WHAT THIS TASK INVOLVES | In the reply, include exactly the lines of the entries below from the first to the line with "use tokio::time::timeout;", that line included.

[Opening DATA LISTING section]

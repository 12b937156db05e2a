//! Quote-then-send transfers of an omnichain fungible token
//!
//! A transfer leaves the source network through its OFT deployment. On the
//! native variant the OFT holds balances itself; on the adapter variant it
//! wraps an existing ERC-20 and needs an allowance before it can lock tokens.

pub mod abi;
mod flow;
mod locks;
mod route;
pub mod types;

pub use flow::{QuoteSendFlow, QuotedTransfer, StageError};
pub use locks::AllowanceLocks;
pub use route::EvmOftRoute;
pub use types::{Recipient, TransferRequest, TransferStage};
//! Transaction sender: signs, submits and waits for inclusion
//!
//! Submissions are never retried. A transaction that fails to reach the
//! mempool hands its nonce back and surfaces the node's error to the caller.

use super::gas::GasEstimator;
use super::nonce::NonceManager;
use crate::chain::{ChainProvider, GasPrice};
use crate::config::{OperatorConfig, TransferConfig};
use crate::error::{BridgeError, BridgeResult};

use ethers::prelude::*;
use ethers::signers::coins_bip39::English;
use ethers::signers::{LocalWallet, MnemonicBuilder, Signer};
use ethers::types::transaction::eip2718::TypedTransaction;
use std::time::Duration;
use tokio::time::timeout;
use tracing::{debug, info, warn};

/// How a node rejected a transaction
#[derive(Debug, Clone, PartialEq, Eq)]
pub enum SendFailure {
    InsufficientFunds,
    NonceTooLow,
    Rejected(String),
}

/// Classify a raw node error from estimation or broadcast
pub fn classify_send_error(message: &str) -> SendFailure {
    let lower = message.to_lowercase();
    if lower.contains("insufficient funds") {
        SendFailure::InsufficientFunds
    } else if lower.contains("nonce too low") {
        SendFailure::NonceTooLow
    } else {
        SendFailure::Rejected(message.to_string())
    }
}

/// Transaction sender bound to one operator wallet
pub struct TransactionSender {
    nonce_manager: NonceManager,
    gas_estimator: GasEstimator,
    wallet: LocalWallet,
    send_timeout: Duration,
    receipt_timeout: Duration,
    poll_interval: Duration,
}

impl TransactionSender {
    pub fn new(wallet: LocalWallet, config: &TransferConfig) -> Self {
        info!("Transaction sender initialized with wallet: {:?}", wallet.address());

        Self {
            nonce_manager: NonceManager::new(wallet.address()),
            gas_estimator: GasEstimator::from_config(config),
            wallet,
            send_timeout: Duration::from_secs(config.send_timeout_secs),
            receipt_timeout: Duration::from_secs(config.receipt_timeout_secs),
            poll_interval: Duration::from_millis(config.receipt_poll_interval_ms),
        }
    }

    /// Load the operator wallet from a private key or mnemonic env var
    pub fn load_wallet(operator: &OperatorConfig) -> BridgeResult<LocalWallet> {
        if let Ok(key) = std::env::var(&operator.private_key_env) {
            return key
                .trim()
                .parse::<LocalWallet>()
                .map_err(|e| BridgeError::Wallet(format!("Invalid private key: {}", e)));
        }

        if let Ok(phrase) = std::env::var(&operator.mnemonic_env) {
            return MnemonicBuilder::<English>::default()
                .phrase(phrase.trim())
                .index(operator.mnemonic_index)
                .and_then(|builder| builder.build())
                .map_err(|e| BridgeError::Wallet(format!("Invalid mnemonic: {}", e)));
        }

        Err(BridgeError::Wallet(format!(
            "No wallet configured. Set {} or {}",
            operator.private_key_env, operator.mnemonic_env
        )))
    }

    pub fn address(&self) -> Address {
        self.wallet.address()
    }

    /// Sign and submit a call, then wait until it is included.
    ///
    /// Returns the receipt of a successful transaction; a reverted one is
    /// reported as `SubmissionRejected`.
    pub async fn submit(
        &self,
        provider: &ChainProvider,
        to: Address,
        data: Bytes,
        value: U256,
    ) -> BridgeResult<TransactionReceipt> {
        let chain_id = provider.chain_id();
        self.nonce_manager.init_chain(provider).await?;

        let estimate_request: TypedTransaction = TransactionRequest::new()
            .from(self.address())
            .to(to)
            .data(data.clone())
            .value(value)
            .into();
        let gas_limit = match self
            .gas_estimator
            .estimate_gas_limit(provider, &estimate_request)
            .await
        {
            Ok(limit) => limit,
            // No gas limit yet, so only the value is known to be needed
            Err(BridgeError::GasEstimation(message)) => {
                return Err(self.rejection(provider, &message, value).await)
            }
            Err(e) => return Err(e),
        };
        let gas_price = self.gas_estimator.get_gas_price(provider).await?;

        let nonce = self.nonce_manager.get_nonce(chain_id).await?;
        let max_cost = GasEstimator::max_cost(value, gas_limit, &gas_price);
        let tx = build_tx(to, data, value, nonce, gas_limit, &gas_price);

        let tx_hash = match self.send(provider, &tx, max_cost).await {
            Ok(hash) => hash,
            Err(e) if may_be_pending(&e) => {
                warn!(
                    "Broadcast on {} timed out; nonce {} stays allocated",
                    provider.name(),
                    nonce
                );
                return Err(e);
            }
            Err(e) => {
                self.nonce_manager.release_nonce(chain_id, nonce).await?;
                return Err(e);
            }
        };
        info!("Transaction sent on {}: {:?} (nonce {})", provider.name(), tx_hash, nonce);

        let receipt = self.wait_for_receipt(provider, tx_hash).await?;
        if receipt.status == Some(U64::zero()) {
            return Err(BridgeError::SubmissionRejected(format!(
                "transaction {:?} reverted",
                tx_hash
            )));
        }

        Ok(receipt)
    }

    async fn send(
        &self,
        provider: &ChainProvider,
        tx: &TypedTransaction,
        max_cost: U256,
    ) -> BridgeResult<H256> {
        let wallet = self.wallet.clone().with_chain_id(provider.chain_id());
        let signature = wallet
            .sign_transaction(tx)
            .await
            .map_err(|e| BridgeError::Wallet(e.to_string()))?;
        let raw = tx.rlp_signed(&signature);

        match timeout(self.send_timeout, provider.send_raw_transaction(raw)).await {
            Ok(Ok(hash)) => Ok(hash),
            Ok(Err(message)) => Err(self.rejection(provider, &message, max_cost).await),
            Err(_) => Err(BridgeError::Timeout {
                operation: format!("send transaction on {}", provider.name()),
            }),
        }
    }

    /// Map a node error to the bridge error the caller sees
    async fn rejection(&self, provider: &ChainProvider, message: &str, need: U256) -> BridgeError {
        match classify_send_error(message) {
            SendFailure::InsufficientFunds => {
                let have = match provider.get_balance(self.address()).await {
                    Ok(balance) => Some(balance),
                    Err(e) => {
                        warn!("Balance read on {} failed: {}", provider.name(), e);
                        None
                    }
                };
                BridgeError::InsufficientBalance {
                    eid: provider.eid(),
                    have,
                    need,
                }
            }
            SendFailure::NonceTooLow => {
                warn!("Nonce too low on {}, syncing", provider.name());
                if let Err(e) = self.nonce_manager.sync(provider).await {
                    warn!("Nonce sync failed: {}", e);
                }
                BridgeError::Nonce {
                    chain_id: provider.chain_id(),
                    message: message.to_string(),
                }
            }
            SendFailure::Rejected(raw) => BridgeError::SubmissionRejected(raw),
        }
    }

    /// Poll for the receipt until the receipt timeout elapses
    async fn wait_for_receipt(
        &self,
        provider: &ChainProvider,
        tx_hash: H256,
    ) -> BridgeResult<TransactionReceipt> {
        let poll = async {
            loop {
                match provider.get_transaction_receipt(tx_hash).await {
                    Ok(Some(receipt)) => return receipt,
                    Ok(None) => {}
                    Err(e) => debug!("Receipt poll for {:?} failed: {}", tx_hash, e),
                }
                tokio::time::sleep(self.poll_interval).await;
            }
        };

        let receipt = timeout(self.receipt_timeout, poll)
            .await
            .map_err(|_| BridgeError::Timeout {
                operation: format!("receipt of {:?}", tx_hash),
            })?;

        self.wait_for_confirmations(provider, &receipt).await?;
        Ok(receipt)
    }

    /// Wait until the including block is `confirmation_blocks` deep
    async fn wait_for_confirmations(
        &self,
        provider: &ChainProvider,
        receipt: &TransactionReceipt,
    ) -> BridgeResult<()> {
        let depth = provider.confirmation_blocks();
        let included = match receipt.block_number {
            Some(block) if depth > 1 => block.as_u64(),
            _ => return Ok(()),
        };
        let target = included + depth - 1;

        let wait = async {
            loop {
                match provider.get_block_number().await {
                    Ok(head) if head >= target => return,
                    Ok(head) => debug!("Block {} of {} on {}", head, target, provider.name()),
                    Err(e) => debug!("Block number poll failed: {}", e),
                }
                tokio::time::sleep(self.poll_interval).await;
            }
        };

        timeout(self.receipt_timeout, wait)
            .await
            .map_err(|_| BridgeError::Timeout {
                operation: format!("{} confirmations of {:?}", depth, receipt.transaction_hash),
            })
    }
}

/// A broadcast that timed out may still have reached the mempool
fn may_be_pending(error: &BridgeError) -> bool {
    matches!(error, BridgeError::Timeout { .. })
}

/// Build a signed-ready transaction for the chain's gas price model
fn build_tx(
    to: Address,
    data: Bytes,
    value: U256,
    nonce: u64,
    gas_limit: U256,
    gas_price: &GasPrice,
) -> TypedTransaction {
    match gas_price {
        GasPrice::Legacy(price) => TransactionRequest::new()
            .to(to)
            .data(data)
            .value(value)
            .nonce(nonce)
            .gas(gas_limit)
            .gas_price(*price)
            .into(),
        GasPrice::Eip1559 {
            max_fee_per_gas,
            max_priority_fee_per_gas,
        } => Eip1559TransactionRequest::new()
            .to(to)
            .data(data)
            .value(value)
            .nonce(nonce)
            .gas(gas_limit)
            .max_fee_per_gas(*max_fee_per_gas)
            .max_priority_fee_per_gas(*max_priority_fee_per_gas)
            .into(),
    }
}

#[cfg(test)]
mod tests {
    use super::*;
    use crate::config::tests::SAMPLE;
    use crate::config::Settings;

    const HARDHAT_KEY: &str = "0xac0974bec39a17e36ba4a6b4d238ff944bacb478cbed5efcae784d7bf4f2ff80";
    const HARDHAT_MNEMONIC: &str = "test test test test test test test test test test test junk";
    const HARDHAT_ADDRESS: &str = "0xf39Fd6e51aad88F6F4ce6aB8827279cffFb92266";

    fn operator(private_key_env: &str, mnemonic_env: &str) -> OperatorConfig {
        OperatorConfig {
            private_key_env: private_key_env.to_string(),
            mnemonic_env: mnemonic_env.to_string(),
            mnemonic_index: 0,
        }
    }

    #[test]
    fn test_classify_send_error() {
        assert_eq!(
            classify_send_error("insufficient funds for gas * price + value"),
            SendFailure::InsufficientFunds
        );
        assert_eq!(
            classify_send_error("nonce too low: next nonce 5, tx nonce 4"),
            SendFailure::NonceTooLow
        );
        assert_eq!(
            classify_send_error("execution reverted: LZ_InsufficientFee"),
            SendFailure::Rejected("execution reverted: LZ_InsufficientFee".to_string())
        );
    }

    #[test]
    fn test_load_wallet_from_private_key() {
        std::env::set_var("OFT_TEST_PK_ONLY", HARDHAT_KEY);
        let wallet =
            TransactionSender::load_wallet(&operator("OFT_TEST_PK_ONLY", "OFT_TEST_UNSET_M1"))
                .unwrap();
        assert_eq!(wallet.address(), HARDHAT_ADDRESS.parse::<Address>().unwrap());
    }

    #[test]
    fn test_load_wallet_from_mnemonic() {
        std::env::set_var("OFT_TEST_MNEMONIC_ONLY", HARDHAT_MNEMONIC);
        let wallet = TransactionSender::load_wallet(&operator(
            "OFT_TEST_UNSET_PK1",
            "OFT_TEST_MNEMONIC_ONLY",
        ))
        .unwrap();
        assert_eq!(wallet.address(), HARDHAT_ADDRESS.parse::<Address>().unwrap());
    }

    #[test]
    fn test_no_wallet_configured() {
        let err = TransactionSender::load_wallet(&operator("OFT_TEST_UNSET_PK2", "OFT_TEST_UNSET_M2"))
            .unwrap_err();
        assert!(matches!(err, BridgeError::Wallet(_)));
    }

    #[test]
    fn test_only_timeouts_keep_the_nonce() {
        assert!(may_be_pending(&BridgeError::Timeout {
            operation: "send transaction on sepolia".into(),
        }));
        assert!(!may_be_pending(&BridgeError::SubmissionRejected(
            "replacement transaction underpriced".into()
        )));
        assert!(!may_be_pending(&BridgeError::Wallet("signing failed".into())));
    }

    #[tokio::test]
    async fn test_insufficient_funds_without_balance() {
        let settings = Settings::from_toml_str(
            &SAMPLE.replace("https://rpc.sepolia.org/", "http://127.0.0.1:1"),
        )
        .unwrap();
        let provider =
            ChainProvider::new("sepolia", settings.network("sepolia").unwrap().clone()).unwrap();
        let wallet: LocalWallet = HARDHAT_KEY.parse().unwrap();
        let sender = TransactionSender::new(wallet, &TransferConfig::default());

        let err = sender
            .rejection(
                &provider,
                "insufficient funds for gas * price + value",
                U256::from(7),
            )
            .await;
        assert!(matches!(
            err,
            BridgeError::InsufficientBalance {
                eid: 40161,
                have: None,
                need,
            } if need == U256::from(7)
        ));

        let err = sender
            .rejection(&provider, "execution reverted", U256::from(7))
            .await;
        assert!(matches!(err, BridgeError::SubmissionRejected(ref raw) if raw == "execution reverted"));
    }

    #[test]
    fn test_build_tx_by_gas_model() {
        let to = Address::from_low_u64_be(9);
        let legacy = build_tx(
            to,
            Bytes::from(vec![1, 2]),
            U256::from(5),
            3,
            U256::from(100_000),
            &GasPrice::Legacy(U256::from(7)),
        );
        assert!(matches!(legacy, TypedTransaction::Legacy(_)));
        assert_eq!(legacy.value(), Some(&U256::from(5)));
        assert_eq!(legacy.nonce(), Some(&U256::from(3)));

        let dynamic = build_tx(
            to,
            Bytes::default(),
            U256::zero(),
            4,
            U256::from(100_000),
            &GasPrice::Eip1559 {
                max_fee_per_gas: U256::from(10),
                max_priority_fee_per_gas: U256::from(1),
            },
        );
        assert!(matches!(dynamic, TypedTransaction::Eip1559(_)));
        assert_eq!(dynamic.gas(), Some(&U256::from(100_000)));
    }
}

[Closing DATA LISTING section]

WORKED SOLUTION |
repository 12b937156db05e2a
//! Quote-then-send transfers of an omnichain fungible token
//!
//! A transfer leaves the source network through its OFT deployment. On the
//! native variant the OFT holds balances itself; on the adapter variant it
//! wraps an existing ERC-20 and needs an allowance before it can lock tokens.

pub mod abi;
mod flow;
mod locks;
mod route;
pub mod types;

pub use flow::{QuoteSendFlow, QuotedTransfer, StageError};
pub use locks::AllowanceLocks;
pub use route::EvmOftRoute;
pub use types::{Recipient, TransferRequest, TransferStage};
//! Transaction sender: signs, submits and waits for inclusion
//!
//! Submissions are never retried. A transaction that fails to reach the
//! mempool hands its nonce back and surfaces the node's error to the caller.

use super::gas::GasEstimator;
use super::nonce::NonceManager;
use crate::chain::{ChainProvider, GasPrice};
use crate::config::{OperatorConfig, TransferConfig};
use crate::error::{BridgeError, BridgeResult};

use ethers::prelude::*;
use ethers::signers::coins_bip39::English;
use ethers::signers::{LocalWallet, MnemonicBuilder, Signer};
use ethers::types::transaction::eip2718::TypedTransaction;
use std::time::Duration;
use tokio::time::timeout;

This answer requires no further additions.